A regarder le ciel genevois, rien n’a changé: le ballet des avions qui tournent et atterrissent est toujours aussi rapide. Sauf pour ceux qui viennent de Moscou-Sheremetyevo. Entre janvier et septembre 2014, les vols privés sur cette ligne ont diminué de 57% par rapport à la même période en 2013. Entre Moscou-Vnukovo et Zurich, la baisse a été de 13%.
Ces chiffres viennent de WINGX Advance, une entreprise basée à Hambourg et spécialisée dans les statistiques sur l’aviation. Pour son directeur Richard Koe, c’est avant tout « les sanctions à l’encontre de la Russie qui ont donné un coup d’arrêt aux voyages individuels ».
Le 21 mars dernier, suite aux tensions avec l’Ukraine, l’Union européenne décidait de restreindre les visas et de geler les avoirs de plusieurs dignitaires russes. Ce train de mesures a peu à peu été élargi, jusqu’à l’établissement d’une liste noire de 140 personnes et une soixantaine d’entreprises et un embargo économique vis-à-vis de la Russie, instauré fin juillet.
Si le Conseil fédéral n’a pas formellement repris à son compte ces décisions, il a tout de même dicté, dès le mois d’avril, ses propres sanctions, en interdisant notamment les relations d’affaires avec une série d’entreprises et d’individus. Par ailleurs, comme le souligne Antje Baertschi, porte-parole du Secrétariat d’Etat à l’économie (SECO), la Suisse étant dans l’espace Schengen, elle ne peux pas accueillir les Russes qui se trouvent sur la liste noire émise par Bruxelles.
Du coup, les jets privés sont moins nombreux à Genève. « Nous accusons une baisse d’environ 5% des vols entre la Russie et la Suisse, confirme Laurent Détroyat, directeur commercial de LunaJets, compagnie spécialisée dans la location de jets privés. Mais comme notre croissance globale est de 20%, nous sommes capables d’encaisser le choc ». LunaJets a été la seule entreprise à nous répondre, dans un marché concurrentiel, où la question est sensible.
Ce phénomène n’a rien d’étonnant, pour Thomas Biersteker, professeur de relations internationales à l’Institut de Hautes Etudes Internationales et du Développement, à Genève. « Certaines personnes n’ont tout simplement plus le droit de sortir de Russie, explique-t-il.
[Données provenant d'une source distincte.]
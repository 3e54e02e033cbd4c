//! Configuration management and environment variable loading
//!
//! Configuration is read once at process start into an [`AppConfig`] which is
//! then handed to every component that needs it.

use crate::chunking::ChunkingConfig;
use crate::{OrderScanError, Result};
use std::env;
use std::fmt;
use std::path::Path;

/// Environment variable holding the model API credential
pub const API_KEY_VAR: &str = "OPENAI_API_KEY";

/// Default chat model
pub const DEFAULT_MODEL: &str = "gpt-3.5-turbo";

/// Load environment variables from .env file
///
/// A missing `.env` file is not an error; a malformed one is.
///
/// # Example
///
/// ```no_run
/// use orderscan_core::load_env;
///
/// load_env().ok();
/// let api_key = std::env::var("OPENAI_API_KEY").unwrap_or_default();
/// ```
pub fn load_env() -> Result<()> {
    match dotenvy::dotenv() {
        Ok(path) => {
            tracing::info!("✓ Loaded environment from: {}", path.display());
            Ok(())
        }
        Err(dotenvy::Error::LineParse(line, pos)) => Err(OrderScanError::config(format!(
            "Failed to parse .env file at line {}, position {}",
            line, pos
        ))),
        Err(dotenvy::Error::Io(_)) => {
            tracing::warn!("No .env file found - using system environment variables only");
            Ok(())
        }
        Err(e) => Err(OrderScanError::config(format!(
            "Failed to load .env file: {}",
            e
        ))),
    }
}

/// Load environment variables from a specific file
pub fn load_env_from_path<P: AsRef<Path>>(path: P) -> Result<()> {
    match dotenvy::from_path(path.as_ref()) {
        Ok(_) => {
            tracing::info!("✓ Loaded environment from: {}", path.as_ref().display());
            Ok(())
        }
        Err(e) => Err(OrderScanError::config(format!(
            "Failed to load {} environment file: {}",
            path.as_ref().display(),
            e
        ))),
    }
}

/// Get required environment variable
///
/// Returns an error if the variable is not set or blank
pub fn get_required_env(key: &str) -> Result<String> {
    required(&|k: &str| env::var(k).ok(), key)
}

/// Get optional environment variable with default
pub fn get_env_or(key: &str, default: &str) -> String {
    env::var(key).unwrap_or_else(|_| default.to_string())
}

/// Get environment variable as boolean
pub fn get_env_bool(key: &str, default: bool) -> bool {
    env::var(key)
        .ok()
        .and_then(|v| parse_bool(&v))
        .unwrap_or(default)
}

/// Get environment variable as integer
pub fn get_env_int<T>(key: &str, default: T) -> T
where
    T: std::str::FromStr,
{
    env::var(key)
        .ok()
        .and_then(|v| v.trim().parse::<T>().ok())
        .unwrap_or(default)
}

/// Get environment variable as float
pub fn get_env_float(key: &str, default: f32) -> f32 {
    env::var(key)
        .ok()
        .and_then(|v| v.trim().parse::<f32>().ok())
        .unwrap_or(default)
}

fn parse_bool(value: &str) -> Option<bool> {
    match value.to_lowercase().as_str() {
        "true" | "1" | "yes" | "on" => Some(true),
        "false" | "0" | "no" | "off" => Some(false),
        _ => None,
    }
}

fn required(lookup: &dyn Fn(&str) -> Option<String>, key: &str) -> Result<String> {
    match lookup(key) {
        Some(value) if !value.trim().is_empty() => Ok(value.trim().to_string()),
        _ => Err(OrderScanError::config(format!(
            "Required environment variable '{}' is not set. \
             Check your .env file or system environment.",
            key
        ))),
    }
}

fn parsed<T: std::str::FromStr>(
    lookup: &dyn Fn(&str) -> Option<String>,
    key: &str,
) -> Result<Option<T>> {
    match lookup(key) {
        None => Ok(None),
        Some(raw) if raw.trim().is_empty() => Ok(None),
        Some(raw) => raw.trim().parse::<T>().map(Some).map_err(|_| {
            OrderScanError::config(format!("Environment variable '{}' has invalid value '{}'", key, raw))
        }),
    }
}

/// Hosted language model settings
#[derive(Clone)]
pub struct ModelConfig {
    /// API credential
    pub api_key: String,

    /// Chat model identifier
    pub model: String,

    /// Sampling temperature
    pub temperature: f32,

    /// Completion token cap
    pub max_tokens: Option<u32>,

    /// Alternative API base URL (proxies, test servers)
    pub api_base: Option<String>,

    /// Per-request HTTP timeout in seconds
    pub timeout_secs: u64,
}

impl ModelConfig {
    /// Create a model config with defaults for everything but the key
    pub fn new(api_key: impl Into<String>) -> Self {
        Self {
            api_key: api_key.into(),
            model: DEFAULT_MODEL.to_string(),
            temperature: 0.0,
            max_tokens: None,
            api_base: None,
            timeout_secs: 120,
        }
    }
}

impl fmt::Debug for ModelConfig {
    fn fmt(&self, f: &mut fmt::Formatter<'_>) -> fmt::Result {
        f.debug_struct("ModelConfig")
            .field("api_key", &"<redacted>")
            .field("model", &self.model)
            .field("temperature", &self.temperature)
            .field("max_tokens", &self.max_tokens)
            .field("api_base", &self.api_base)
            .field("timeout_secs", &self.timeout_secs)
            .finish()
    }
}

/// Process-wide configuration, built once at startup
#[derive(Debug, Clone)]
pub struct AppConfig {
    /// Model settings
    pub model: ModelConfig,

    /// Chunking settings for the summarizer
    pub chunking: ChunkingConfig,
}

impl AppConfig {
    /// Build configuration from the process environment
    pub fn from_env() -> Result<Self> {
        Self::from_lookup(|key| env::var(key).ok())
    }

    /// Build configuration from an arbitrary key lookup
    pub fn from_lookup<F>(lookup: F) -> Result<Self>
    where
        F: Fn(&str) -> Option<String>,
    {
        let api_key = required(&lookup, API_KEY_VAR)?;

        let mut model = ModelConfig::new(api_key);
        if let Some(name) = lookup("OPENAI_MODEL").filter(|v| !v.trim().is_empty()) {
            model.model = name.trim().to_string();
        }
        if let Some(temperature) = parsed::<f32>(&lookup, "OPENAI_TEMPERATURE")? {
            model.temperature = temperature;
        }
        model.max_tokens = parsed::<u32>(&lookup, "OPENAI_MAX_TOKENS")?;
        model.api_base = lookup("OPENAI_BASE_URL").filter(|v| !v.trim().is_empty());
        if let Some(timeout) = parsed::<u64>(&lookup, "OPENAI_TIMEOUT_SECS")? {
            model.timeout_secs = timeout;
        }

        let defaults = ChunkingConfig::default();
        let chunking = ChunkingConfig::new(
            parsed::<usize>(&lookup, "ORDERSCAN_CHUNK_SIZE")?.unwrap_or(defaults.chunk_size()),
            parsed::<usize>(&lookup, "ORDERSCAN_CHUNK_OVERLAP")?.unwrap_or(defaults.chunk_overlap()),
        )?;

        Ok(Self { model, chunking })
    }

    /// Config for tests and embedding: given key, defaults elsewhere
    pub fn with_api_key(api_key: impl Into<String>) -> Self {
        Self {
            model: ModelConfig::new(api_key),
            chunking: ChunkingConfig::default(),
        }
    }
}
//! Request rejections

use axum::extract::multipart::MultipartError;
use axum::http::StatusCode;
use orderscan_core::OrderScanError;
use thiserror::Error;

/// Why an upload request could not be analyzed
#[derive(Debug, Error)]
pub enum WebError {
    /// No `file` part in the form
    #[error("No file was uploaded. Choose a PDF file and try again.")]
    MissingFile,

    /// Uploaded file is not a PDF
    #[error("'{0}' is not a PDF file. Only .pdf uploads are accepted.")]
    NotPdf(String),

    /// Malformed or oversized multipart body
    #[error("Upload failed: {message}")]
    Upload {
        /// Status reported by the multipart parser
        status: StatusCode,
        /// Parser message
        message: String,
    },

    /// Server-side failure before the pipeline could run
    #[error("Internal error: {0}")]
    Internal(String),
}

impl WebError {
    /// HTTP status for this rejection
    pub fn status(&self) -> StatusCode {
        match self {
            WebError::MissingFile | WebError::NotPdf(_) => StatusCode::BAD_REQUEST,
            WebError::Upload { status, .. } => *status,
            WebError::Internal(_) => StatusCode::INTERNAL_SERVER_ERROR,
        }
    }
}

impl From<MultipartError> for WebError {
    fn from(e: MultipartError) -> Self {
        WebError::Upload {
            status: e.status(),
            message: e.body_text(),
        }
    }
}

impl From<OrderScanError> for WebError {
    fn from(e: OrderScanError) -> Self {
        WebError::Internal(e.to_string())
    }
}

impl From<std::io::Error> for WebError {
    fn from(e: std::io::Error) -> Self {
        WebError::Internal(e.to_string())
    }
}
//! `orderscan`: purchase-order PDF analysis
//!
//! ```text
//! orderscan batch [--input DIR] [--output DIR] [--summary-only] [--on-failure embed|mark|skip] [--strict]
//! orderscan serve [--host H] [--port P]
//! ```

use anyhow::Context;
use clap::{Args, Parser, Subcommand};
use orderscan_adaptor_web::{WebUiConfig, WebUiServer};
use orderscan_core::{
    init_logging, init_logging_with, load_env, AppConfig, BatchOptions, BatchReport, BatchRunner,
    DocumentPipeline, FailurePolicy, LanguageModel, API_KEY_VAR,
};
use orderscan_provider_openai::{print_settings, OpenAIModel};
use std::path::PathBuf;
use std::process::ExitCode;
use std::str::FromStr;
use std::sync::Arc;
use tracing::{error, info};

/// Exit status when `--strict` is set and a file failed
const EXIT_FILES_FAILED: u8 = 2;

#[derive(Parser, Debug)]
#[command(name = "orderscan", author, version, about, long_about = None)]
struct Cli {
    /// Log filter, e.g. `info` or `orderscan_core=debug` (default: RUST_LOG, ORDERSCAN_LOG_LEVEL, info)
    #[arg(long, global = true)]
    log_level: Option<String>,

    #[command(subcommand)]
    command: Command,
}

#[derive(Subcommand, Debug)]
enum Command {
    /// Summarize every PDF in the input directory into the output directory
    Batch(BatchArgs),
    /// Start the interactive web UI
    Serve(ServeArgs),
}

#[derive(Args, Debug)]
struct BatchArgs {
    /// Directory scanned for *.pdf files (created if missing)
    #[arg(long, env = "ORDERSCAN_INPUT_DIR", default_value = "input")]
    input: PathBuf,

    /// Directory receiving <name>.txt (and <name>.csv)
    #[arg(long, env = "ORDERSCAN_OUTPUT_DIR", default_value = "output")]
    output: PathBuf,

    /// Skip field extraction and the CSV file
    #[arg(long)]
    summary_only: bool,

    /// What to write for a file whose analysis failed: embed, mark or skip
    #[arg(
        long,
        env = "ORDERSCAN_ON_FAILURE",
        default_value = "mark",
        value_parser = clap::builder::ValueParser::new(FailurePolicy::from_str)
    )]
    on_failure: FailurePolicy,

    /// Exit with status 2 when any file failed
    #[arg(long)]
    strict: bool,
}

#[derive(Args, Debug)]
struct ServeArgs {
    /// Bind address (default: ORDERSCAN_HOST or 127.0.0.1)
    #[arg(long)]
    host: Option<String>,

    /// Bind port (default: ORDERSCAN_PORT or 8501)
    #[arg(long)]
    port: Option<u16>,
}

#[tokio::main]
async fn main() -> ExitCode {
    // .env first so clap's env fallbacks can see its values
    let env_loaded = load_env();
    let cli = Cli::parse();

    match &cli.log_level {
        Some(level) => init_logging_with(level),
        None => init_logging(),
    }

    if let Err(e) = env_loaded {
        eprintln!("error: {}", e);
        return ExitCode::FAILURE;
    }

    let config = match AppConfig::from_env() {
        Ok(config) => config,
        Err(e) => {
            eprintln!("error: {}", e);
            eprintln!(
                "hint: set {} in your environment or in a .env file next to the binary",
                API_KEY_VAR
            );
            return ExitCode::FAILURE;
        }
    };

    match run(cli.command, config).await {
        Ok(code) => code,
        Err(e) => {
            error!("FATAL reason={:#}", e);
            eprintln!("error: {:#}", e);
            ExitCode::FAILURE
        }
    }
}

async fn run(command: Command, config: AppConfig) -> anyhow::Result<ExitCode> {
    print_settings(&config);

    let model: Arc<dyn LanguageModel> =
        Arc::new(OpenAIModel::new(&config.model).context("failed to create the OpenAI client")?);
    let pipeline = DocumentPipeline::new(model, &config);

    match command {
        Command::Batch(args) => run_batch(pipeline, args).await,
        Command::Serve(args) => {
            let mut web_config = WebUiConfig::from_env();
            if let Some(host) = args.host {
                web_config.host = host;
            }
            if let Some(port) = args.port {
                web_config.port = port;
            }
            let server = WebUiServer::new(web_config, Arc::new(pipeline))?;
            println!("Open http://{} in your browser", server.config().bind_addr());
            server.serve().await.context("web server stopped")?;
            Ok(ExitCode::SUCCESS)
        }
    }
}

async fn run_batch(pipeline: DocumentPipeline, args: BatchArgs) -> anyhow::Result<ExitCode> {
    let options = BatchOptions {
        input_dir: args.input,
        output_dir: args.output,
        write_fields_csv: !args.summary_only,
        failure_policy: args.on_failure,
    };
    let input_dir = options.input_dir.clone();

    let report = BatchRunner::new(pipeline, options)
        .run()
        .await
        .with_context(|| format!("batch run over {} failed", input_dir.display()))?;

    print_report(&input_dir, &report);

    if args.strict && report.failed() > 0 {
        info!("BATCH_STRICT_EXIT failed={}", report.failed());
        return Ok(ExitCode::from(EXIT_FILES_FAILED));
    }
    Ok(ExitCode::SUCCESS)
}

fn print_report(input_dir: &std::path::Path, report: &BatchReport) {
    if report.input_created {
        println!(
            "Created input directory '{}'. Put PDF files there and run again.",
            input_dir.display()
        );
        return;
    }
    if report.files.is_empty() {
        println!("No PDF files found in '{}'.", input_dir.display());
        return;
    }

    for file in &report.files {
        let marker = if file.is_success() { "ok" } else { "FAILED" };
        println!("[{}] {}", marker, file.input.display());
        for status in &file.save_status {
            println!("    {}", status);
        }
        for failure in &file.failures {
            println!("    {}", failure);
        }
    }
    println!(
        "{} processed, {} succeeded, {} failed",
        report.files.len(),
        report.succeeded(),
        report.failed()
    );
}
/*!
# PDF Extractor

Extracts text from PDF files page by page with `lopdf`. Documents `lopdf`
cannot decode, or that decode to no text at all, are retried with
`pdf-extract` as a single whole-document page.
*/

use super::DocumentText;
use crate::{OrderScanError, Result};
use std::panic::{self, AssertUnwindSafe};
use std::path::{Path, PathBuf};
use tracing::{debug, info, warn};

/// PDF to [`DocumentText`]
pub struct PdfExtractor;

impl PdfExtractor {
    /// Extract the text of the PDF at `path`
    pub fn extract(path: impl AsRef<Path>) -> Result<DocumentText> {
        let path = path.as_ref();
        if !path.is_file() {
            return Err(OrderScanError::pdf(format!(
                "file not found: {}",
                path.display()
            )));
        }

        let document = match Self::extract_pages(path) {
            Ok(doc) if !doc.is_blank() => doc,
            Ok(_) => {
                debug!("PDF_FALLBACK file={} reason=no_text", path.display());
                Self::extract_whole(path)?
            }
            Err(e) => {
                warn!("PDF_FALLBACK file={} reason={}", path.display(), e);
                Self::extract_whole(path)?
            }
        };

        info!(
            "PDF_EXTRACTED file={} pages={} chars={}",
            path.display(),
            document.page_count(),
            document.char_count()
        );
        Ok(document)
    }

    /// Extract on the blocking thread pool
    pub async fn extract_async(path: PathBuf) -> Result<DocumentText> {
        tokio::task::spawn_blocking(move || Self::extract(&path))
            .await
            .map_err(|e| OrderScanError::pdf(format!("extraction task failed: {}", e)))?
    }

    fn extract_pages(path: &Path) -> Result<DocumentText> {
        let doc = lopdf::Document::load(path)
            .map_err(|e| OrderScanError::pdf(format!("failed to load PDF: {}", e)))?;

        let mut pages = Vec::new();
        // get_pages is keyed by 1-based page number, already in order
        for page_number in doc.get_pages().keys() {
            let text = doc.extract_text(&[*page_number]).map_err(|e| {
                OrderScanError::pdf(format!("failed to read page {}: {}", page_number, e))
            })?;
            pages.push(text);
        }

        if pages.is_empty() {
            return Err(OrderScanError::pdf("document has no pages"));
        }
        Ok(DocumentText::from_pages(pages))
    }

    fn extract_whole(path: &Path) -> Result<DocumentText> {
        // pdf-extract panics on some malformed inputs
        let result = panic::catch_unwind(AssertUnwindSafe(|| pdf_extract::extract_text(path)));
        match result {
            Ok(Ok(text)) => Ok(DocumentText::from_pages(vec![text])),
            Ok(Err(e)) => Err(OrderScanError::pdf(format!(
                "failed to extract PDF text: {}",
                e
            ))),
            Err(_) => Err(OrderScanError::pdf("failed to extract PDF text: parser panicked")),
        }
    }
}
//! Core type definitions

pub mod model;

pub use model::*;
use color_eyre::eyre::{WrapErr, eyre};
use cube_core::{AxisDirection, Color, CubeMap, DEFAULT_DURATION_MS, FaceletId, FaceletLedger};
use cube_solver::SolverConfig;
use log::debug;
use serde::Deserialize;
use std::{collections::BTreeMap, path::Path};

/// Contents of the optional configuration file.
///
/// ```toml
/// [solver]
/// strategy = "staged"
/// max_expansions = 200000
///
/// [animation]
/// duration_ms = 250
///
/// [colors]
/// "Y+" = "purple"
/// ```
#[derive(Debug, Default, Deserialize)]
#[serde(default, deny_unknown_fields)]
pub struct AppConfig {
    pub solver: SolverConfig,
    pub animation: AnimationConfig,
    pub colors: BTreeMap<AxisDirection, Color>,
}

#[derive(Debug, Deserialize)]
#[serde(default, deny_unknown_fields)]
pub struct AnimationConfig {
    pub duration_ms: f64,
}

impl Default for AnimationConfig {
    fn default() -> Self {
        AnimationConfig {
            duration_ms: DEFAULT_DURATION_MS,
        }
    }
}

impl AppConfig {
    pub fn load(path: Option<&Path>) -> color_eyre::Result<Self> {
        let Some(path) = path else {
            return Ok(AppConfig::default());
        };
        let text = std::fs::read_to_string(path)
            .wrap_err_with(|| format!("Failed to read {}", path.display()))?;
        let config = AppConfig::parse(&text)
            .wrap_err_with(|| format!("Failed to parse {}", path.display()))?;
        debug!("Loaded configuration from {}", path.display());
        Ok(config)
    }

    fn parse(text: &str) -> color_eyre::Result<Self> {
        Ok(toml::from_str(text)?)
    }

    /// Paints the configured colors over the default scheme and relinks
    /// the solved cube from them.
    pub fn apply_scheme(&self, ledger: &mut FaceletLedger) -> color_eyre::Result<()> {
        if self.colors.is_empty() {
            return Ok(());
        }

        let mut painted = CubeMap::new();
        for (&face, &color) in &self.colors {
            if face == AxisDirection::Center {
                return Err(eyre!("The center has no stickers to color"));
            }
            for id in FaceletId::on_face(face) {
                painted.insert(face, id.position(), color);
            }
        }
        ledger.set_colors(&painted);
        ledger
            .infer_links()
            .wrap_err("The configured colors do not describe a cube")
    }
}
Mais beaucoup d’autres, qui pourraient techniquement le faire, ne le souhaitent plus, à cause du climat d’incertitude créé par les sanctions internationales ». Un boycott, encouragé par le Kremlin.
Le premier secteur à souffrir de ce désamour temporaire est celui des affaires. Une grande partie des contrats russes dans le secteur du pétrole s’établissent depuis Genève: aujourd’hui, les banques et les négociants attendent quelques mois avant de signer, continue cet expert.
Mais la tendance touche aussi au secteur du tourisme. « Genève est la deuxième destination européenne préférée des Russes qui ont un jet privé, après Nice, relève Magnus Henriksson, chef du développement d’Avinode, une entreprise qui met en relations tous les acteurs du marché. Il est donc logique que les sanctions internationales la touchent particulièrement ».
Que ce soit pour un week-end ou une semaine de congés, les Russes les plus aisés aiment à fréquenter les boutiques de luxe de Genève, marcher sur les quais de Montreux ou apprécier la vue depuis les sommets valaisans. Mais depuis quelques mois, ils sont moins nombreux à venir. Selon Suisse Tourisme, les nuitées des touristes russes entre janvier et août 2014 ont diminué de 6.9% par rapport à la même période l’an dernier. « Si la situation actuelle liée au conflit entre l’Ukraine et la Russie devait perdurer, précise la porte-parole Véronique Kanel, nous nous attendons globalement à une perte de recettes de 9 à 12 millions de francs pour 2014. »
Au lieu des pentes de Verbier ou de Zermatt, cet hiver, les Russes devraient donc privilégier les pistes enneigées de Sotchi. Chez WINGX Advance, Richard Koe note également une augmentation des vols entre Moscou et la Grèce. Les plages des Cyclades, au lieu des rives du Léman.